This memorial website was created in memory of our loved one, Addison "Chip" Greenwood, 69, born on August 17, 1946 and passed away on July 24, 2016. We will remember him forever.

Posted by Art Greenwood on 24th July 2017
Time marches on. Things change. Infatuations come and go. But in an echo of timeless irony, conventional wisdom reminds us- the more things change ("plus sa change") as you used to say, the more they stay the same.A continual supply of incipience,of nascent alertness, constantly perceives anew, in varying form, eternally enduring truths. As we age, we react to experience and develop opinion, awareness and belief. Along the way,ancestral ancients bequeathed their wisdom and their errors too, to our predecessors , who in turn, have done the same to us, as we in turn will do unto our progeny. And in this way we learn,- the more things stay the same, the more they change. I love you ghost.

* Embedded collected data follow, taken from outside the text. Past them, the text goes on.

impl Store {
    /// Open (creating if needed) the configured database and ensure the schema
    pub async fn connect(config: &DatabaseConfig) -> Result<Self> {
        let options = SqliteConnectOptions::from_str(&config.url)?.create_if_missing(true);
        let pool = SqlitePoolOptions::new()
            .max_connections(config.max_connections)
            .connect_with(options)
            .await?;
        let store = Self { pool };
        store.migrate().await?;
        info!(url = %config.url, "Prediction store ready");
        Ok(store)
    }

    /// Private in-memory database on a single pinned connection
    pub async fn in_memory() -> Result<Self> {
        let pool = SqlitePoolOptions::new()
            .max_connections(1)
            .idle_timeout(None)
            .max_lifetime(None)
            .connect("sqlite::memory:")
            .await?;
        let store = Self { pool };
        store.migrate().await?;
        Ok(store)
    }

    pub fn pool(&self) -> &SqlitePool {
        &self.pool
    }

    async fn migrate(&self) -> Result<()> {
        for statement in SCHEMA {
            sqlx::query(statement).execute(&self.pool).await?;
        }
        Ok(())
    }

    /// Insert a prediction, or overwrite the outstanding one for the same
    /// `(event, entrant, model_version)`. Returns the row id.
    pub async fn upsert_prediction(&self, p: &NewPrediction) -> Result<i64> {
        let id: i64 = sqlx::query_scalar(
            "INSERT INTO prediction_log (
                event_id, event_date, venue, entrant_id, predicted_rank,
                raw_win_prob, predicted_win_prob, predicted_place_prob,
                confidence, odds_at_prediction, model_version, created_at
            ) VALUES (?, ?, ?, ?, ?, ?, ?, ?, ?, ?, ?, ?)
            ON CONFLICT (event_id, entrant_id, model_version) WHERE validated_at IS NULL
            DO UPDATE SET
                event_date = excluded.event_date,
                venue = excluded.venue,
                predicted_rank = excluded.predicted_rank,
                raw_win_prob = excluded.raw_win_prob,
                predicted_win_prob = excluded.predicted_win_prob,
                predicted_place_prob = excluded.predicted_place_prob,
                confidence = excluded.confidence,
                odds_at_prediction = excluded.odds_at_prediction,
                created_at = excluded.created_at
            RETURNING id",
        )
        .bind(&p.event_id)
        .bind(p.event_date)
        .bind(&p.venue)
        .bind(&p.entrant_id)
        .bind(i64::from(p.predicted_rank))
        .bind(p.raw_win_prob)
        .bind(p.predicted_win_prob)
        .bind(p.predicted_place_prob)
        .bind(p.confidence)
        .bind(p.odds_at_prediction)
        .bind(&p.model_version)
        .bind(Utc::now())
        .fetch_one(&self.pool)
        .await?;

        debug!(id, event_id = %p.event_id, entrant_id = %p.entrant_id, "Prediction logged");
        Ok(id)
    }

    /// Record a finishing position against every logged prediction for the
    /// entrant in this event. Only `actual_position` and `validated_at` change.
    pub async fn record_result(
        &self,
        event_id: &str,
        entrant_id: &str,
        position: u32,
        validated_at: DateTime<Utc>,
    ) -> Result<u64> {
        let result = sqlx::query(
            "UPDATE prediction_log SET actual_position = ?, validated_at = ?
             WHERE event_id = ? AND entrant_id = ?",
        )
        .bind(i64::from(position))
        .bind(validated_at)
        .bind(event_id)
        .bind(entrant_id)
        .execute(&self.pool)
        .await?;
        Ok(result.rows_affected())
    }

    pub async fn event_entries(&self, event_id: &str) -> Result<Vec<PredictionLogEntry>> {
        let rows = sqlx::query(
            "SELECT * FROM prediction_log WHERE event_id = ?
             ORDER BY model_version, predicted_rank, id",
        )
        .bind(event_id)
        .fetch_all(&self.pool)
        .await?;
        rows.iter().map(PredictionLogEntry::from_row).collect()
    }

    pub async fn entries(&self, filter: &EntryFilter) -> Result<Vec<PredictionLogEntry>> {
        let rows = sqlx::query(
            "SELECT * FROM prediction_log
             WHERE (? IS NULL OR event_date >= ?)
               AND (? IS NULL OR event_date <= ?)
               AND (? IS NULL OR venue = ?)
               AND (? IS NULL OR model_version = ?)
               AND (? = 0 OR validated_at IS NOT NULL)
             ORDER BY event_date, event_id, predicted_rank, id",
        )
        .bind(filter.start)
        .bind(filter.start)
        .bind(filter.end)
        .bind(filter.end)
        .bind(filter.venue.as_deref())
        .bind(filter.venue.as_deref())
        .bind(filter.model_version.as_deref())
        .bind(filter.model_version.as_deref())
        .bind(filter.validated_only)
        .fetch_all(&self.pool)
        .await?;
        rows.iter().map(PredictionLogEntry::from_row).collect()
    }

    /// Settled events as raw probabilities and winners, for calibration fitting
    pub async fn historical_events(&self, filter: &EntryFilter) -> Result<Vec<HistoricalEvent>> {
        let filter = EntryFilter {
            validated_only: true,
            ..filter.clone()
        };
        let entries = self.entries(&filter).await?;

        let mut events: Vec<HistoricalEvent> = Vec::new();
        let mut index: HashMap<(String, String), usize> = HashMap::new();
        for entry in entries {
            let key = (entry.event_id.clone(), entry.model_version.clone());
            let slot = *index.entry(key).or_insert_with(|| {
                events.push(HistoricalEvent {
                    event_id: entry.event_id.clone(),
                    probabilities: Vec::new(),
                    winners: Vec::new(),
                });
                events.len() - 1
            });
            events[slot].probabilities.push(entry.raw_win_prob);
            events[slot].winners.push(entry.actual_position == Some(1));
        }
        Ok(events)
    }

    pub async fn cached_daily_accuracy(
        &self,
        date: NaiveDate,
        venue: Option<&str>,
    ) -> Result<Option<AccuracyMetrics>> {
        let row: Option<(String,)> = sqlx::query_as(
            "SELECT metrics FROM accuracy_daily WHERE race_date = ? AND venue = ?",
        )
        .bind(date)
        .bind(venue.unwrap_or(ALL_VENUES))
        .fetch_optional(&self.pool)
        .await?;

        row.map(|(json,)| serde_json::from_str(&json).map_err(EngineError::from))
            .transpose()
    }

    pub async fn store_daily_accuracy(
        &self,
        date: NaiveDate,
        venue: Option<&str>,
        metrics: &AccuracyMetrics,
    ) -> Result<()> {
        sqlx::query(
            "INSERT INTO accuracy_daily (
                race_date, venue, total_predictions, win_rate, place_rate, roi, metrics, computed_at
            ) VALUES (?, ?, ?, ?, ?, ?, ?, ?)
            ON CONFLICT (race_date, venue) DO UPDATE SET
                total_predictions = excluded.total_predictions,
                win_rate = excluded.win_rate,
                place_rate = excluded.place_rate,
                roi = excluded.roi,
                metrics = excluded.metrics,
                computed_at = excluded.computed_at",
        )
        .bind(date)
        .bind(venue.unwrap_or(ALL_VENUES))
        .bind(metrics.total_predictions as i64)
        .bind(metrics.win_rate)
        .bind(metrics.place_rate)
        .bind(metrics.roi)
        .bind(serde_json::to_string(metrics)?)
        .bind(Utc::now())
        .execute(&self.pool)
        .await?;
        Ok(())
    }

    pub async fn record_model_performance(&self, perf: &ModelPerformance) -> Result<()> {
        sqlx::query(
            "INSERT INTO model_performance (
                model_version, date_start, date_end, total_predictions, win_rate,
                place_rate, roi, brier_score, calibration_error, recorded_at
            ) VALUES (?, ?, ?, ?, ?, ?, ?, ?, ?, ?)
            ON CONFLICT (model_version, date_start, date_end) DO UPDATE SET
                total_predictions = excluded.total_predictions,
                win_rate = excluded.win_rate,
                place_rate = excluded.place_rate,
                roi = excluded.roi,
                brier_score = excluded.brier_score,
                calibration_error = excluded.calibration_error,
                recorded_at = excluded.recorded_at",
        )
        .bind(&perf.model_version)
        .bind(perf.date_start)
        .bind(perf.date_end)
        .bind(perf.total_predictions as i64)
        .bind(perf.win_rate)
        .bind(perf.place_rate)
        .bind(perf.roi)
        .bind(perf.brier_score)
        .bind(perf.calibration_error)
        .bind(perf.recorded_at)
        .execute(&self.pool)
        .await?;
        Ok(())
    }

    /// Recorded performance for a model version, most recent range first
    pub async fn model_performance(&self, model_version: &str) -> Result<Vec<ModelPerformance>> {
        let rows = sqlx::query(
            "SELECT * FROM model_performance WHERE model_version = ?
             ORDER BY date_end DESC, date_start DESC",
        )
        .bind(model_version)
        .fetch_all(&self.pool)
        .await?;

        rows.iter()
            .map(|row| -> Result<ModelPerformance> {
                Ok(ModelPerformance {
                    model_version: row.try_get("model_version")?,
                    date_start: row.try_get("date_start")?,
                    date_end: row.try_get("date_end")?,
                    total_predictions: row.try_get::<i64, _>("total_predictions")?.max(0) as usize,
                    win_rate: row.try_get("win_rate")?,
                    place_rate: row.try_get("place_rate")?,
                    roi: row.try_get("roi")?,
                    brier_score: row.try_get("brier_score")?,
                    calibration_error: row.try_get("calibration_error")?,
                    recorded_at: row.try_get("recorded_at")?,
                })
            })
            .collect()
    }
}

Posted by Stephen Batzell on 26th March 2017
This morning I am reading the moving tributes about Chip and feel the pangs and excitement of a well loved and fully lived life. Can one be jealous of another's death? Not that I can know, but I feel a delicious sense of attraction to the life force and the circles of love that was ever a part of Chip's life. Addison, he was named...so noble and such a parental gift. Well, how did we get here? the Talking Heads muse. I've not thought about Chip but maybe once or twice since 1964, his senior year. So, I am so thankful for the latest SIdwell Friends Alumni bulletin, with the snazzy cover of the Uptown Theater and a nice tribute to my favorite haunts - the Zebra Room and The inimitable Howard Theater. Selfishly, I was looking for my wedding announcement and picture of my wife and me (p.73 in fact). Curious about school mates I came across Chip's lyrical tribute to life and his family, about his illness and his measured goals. Googling my way to this site, reading a few and then all the tributes I'm happily humbled yet so much more spirited about life knowing that there are special lives, and special moments that invite reflections inward and outwards. As an awestruck ninth grader Chip was an unnamed hero of mine at the OLD white Sidwell high school building on its very last days. You in the hallways of that labyrinthian set of buildings. Wowsa, to see you all: Henry M, John S, Doug R., Van Sc., Scott Mc., Norm E, et al, was gravy on my bread. For some reason you seemed rarer than most - soccer hero, headed to Princeton, aloof to a 9th grader, all you so cool-dude like. But the memory was real for me. So, peace to your spirit. The words of your dear friends and family, esp. from the brothers is potent nourishment. Bless you Greenwood men. May the candles of Chip's life shine forth in good deeds, amiable friendships and memories never too adolescent to be savored. Steve Batzell, SFS '67
Posted by Leslie Hopkin on 18th August 2016
I am not blessed with the gift of self expression that my cousin Chip was. That makes trying to find the words that do my thoughts justice, extremely difficult but I will try. Chip would have been seventeen when I was born so the likelihood that circumstances would have allowed our lives to parallel and intertwine as they did at times, seems remote. We married one year apart and each, had our beautiful daughters within six months of each other. I watched as Chip went on to love his wife and daughter with an intensity and fervor that was uniquely his own. I and my family were gratefully the recipients of countless acts of generosity with his time and energy as we have traveled these last eighteen years. I cannot recall one time that a request of a favor was declined or even danced around. He delighted in being present for and contributing to any task or event of meaning, no matter how seemingly mundane. For someone with such big fish to fry he didn’t place himself above taking time to just “be there”. I realize that I am ill equipped to fully recognize the complexities of Chip’s intellect but it is his heart and spirit that I love and can speak to. Seventy years ago yesterday, Chip entered this world and those of us who knew and loved him are all the better for it. He left us exhibiting grace ,humility and dignity as a final gift and remembrance. Addison, you were a force to be reckoned with…and blessed by…and you are dearly, dearly missed. With love and deepest sympathy to Paula, Tess, Vincent and Art Leslie
Posted by James Mathews on 15th August 2016
I had the pleasure of working with Addison at the National Cancer Institute. His infectious smile, good humor, and talent for writing about people were always on display. When I left for military service to Iraq, Addison put together a CD mix of music for me to take along. I was reluctant at first to listen to it because I thought our taste in music would be too different. Actually, he was spot on with a blend of classic rock from the 60s and 70s. True to form, Addison wasn't thinking of himself when he gave me that small gift, but of me. He will be greatly missed.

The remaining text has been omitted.